I'm assuming this will have similar scores to the original 40B model, in which case LLaMa2 70b would outperform it. The avg score on the Open LLM Leaderboard of LLaMa2 70b instruct is 72.3.
Falcon-40B is 63.4 or 61.5 on the non instruction tuned version.
It's a good observations- there are so many unknowns about all these models. Every day there's a new wizard_uncensored_rhlf_alpaca_tuned_best_one_use_this_13B_4.6-bit_rqm.pth that gets released, it's almost impossible to know the relative merits and which are worth paying attention to.
How true. Every time I browse a model listing there are four word descriptions with little sense of versioning, provenance, hardware requirements, or any reason why I would choose one vs the other.
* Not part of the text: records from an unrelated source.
//! Turnpike - Per-Client HTTP Rate Limiting
//!
//! This crate implements per-client rate limiting for an HTTP middleware
//! pipeline. Requests are counted per key (client address, optionally per
//! URL) within configurable time windows; requests past the configured
//! maximum are terminated with HTTP 429 and a structured error body. Two
//! window policies are provided (fixed window and sliding log) behind a
//! common admission trait, with a background sweeper bounding memory.

pub mod config;
pub mod error;
pub mod http;
pub mod ratelimit;
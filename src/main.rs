use std::net::SocketAddr;
use std::time::Duration;

use clap::Parser;
use tokio::signal;
use tracing::{info, Level};
use tracing_subscriber;

use turnpike::config::TurnpikeConfig;
use turnpike::http::{HttpServer, RateGate};
use turnpike::ratelimit::{build_policy, start_sweeper};

#[derive(Parser, Debug)]
#[command(name = "turnpike")]
#[command(about = "Per-client HTTP rate limiting service")]
struct Args {
    /// Path to a YAML configuration file
    #[arg(short, long)]
    config: Option<String>,

    /// Override the configured listen address
    #[arg(short, long)]
    listen_addr: Option<SocketAddr>,
}

#[tokio::main]
async fn main() -> anyhow::Result<()> {
    // Initialize tracing
    tracing_subscriber::fmt()
        .with_max_level(Level::INFO)
        .with_target(false)
        .with_thread_ids(true)
        .init();

    info!("Starting Turnpike Rate Limiting Service");
    info!("Version: {}", env!("CARGO_PKG_VERSION"));

    let args = Args::parse();

    // Load configuration, falling back to documented defaults
    let mut config = match args.config {
        Some(path) => TurnpikeConfig::from_file(&path)?,
        None => TurnpikeConfig::default(),
    };
    if let Some(addr) = args.listen_addr {
        config.server.listen_addr = addr;
    }
    config.validate()?;
    info!(
        listen_addr = %config.server.listen_addr,
        policy = ?config.limiter.policy,
        window_ms = config.limiter.window_ms,
        max = config.limiter.max,
        "Configuration loaded"
    );

    // Initialize the admission policy
    let policy = build_policy(&config.limiter);
    info!("Rate limiter initialized");

    // Background eviction keeps the key map bounded
    let sweeper = start_sweeper(
        policy.clone(),
        Duration::from_secs(config.limiter.sweep_interval_secs),
    );

    // Create and start the HTTP server
    let server = HttpServer::new(config.server.listen_addr, RateGate::new(policy));

    // Run the server with graceful shutdown on Ctrl+C
    server.serve_with_shutdown(shutdown_signal()).await?;

    sweeper.abort();
    info!("Turnpike Rate Limiting Service stopped");
    Ok(())
}

/// Wait for a shutdown signal (Ctrl+C or SIGTERM).
async fn shutdown_signal() {
    let ctrl_c = async {
        signal::ctrl_c()
            .await
            .expect("Failed to install Ctrl+C handler");
    };

    #[cfg(unix)]
    let terminate = async {
        signal::unix::signal(signal::unix::SignalKind::terminate())
            .expect("Failed to install SIGTERM handler")
            .recv()
            .await;
    };

    #[cfg(not(unix))]
    let terminate = std::future::pending::<()>();

    tokio::select! {
        _ = ctrl_c => {
            info!("Received Ctrl+C, initiating graceful shutdown");
        }
        _ = terminate => {
            info!("Received SIGTERM, initiating graceful shutdown");
        }
    }
}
The architecture is the same I belive, it's just a fine tune so there's nothing special to be done for this version. That said, ggml doesn't support Falcon, but i saw today there is a fork that claims to, though I didn't try it.
Right, I'm being stupid, that's the fork I saw earlier today I didn't realize. Have you tried it? Iirc the documentation mentioned at 2-bit quantizatikn of the 40B model performing well. I've been using a 5-bit 7B llama2 which I'm generally happy with (because it can run in a pretty crappy machine) but interested to see the differences.
Kind of. There's https://github.com/Hannibal046/Awesome-LLM and you can follow the subreddit too. They're not amazing though, so I'm in the process of making my own catalogue.
We ditched most of our focus on Falcon 40B after Llama 2 70B came out, both the tokens per sec and quality of results are not even close.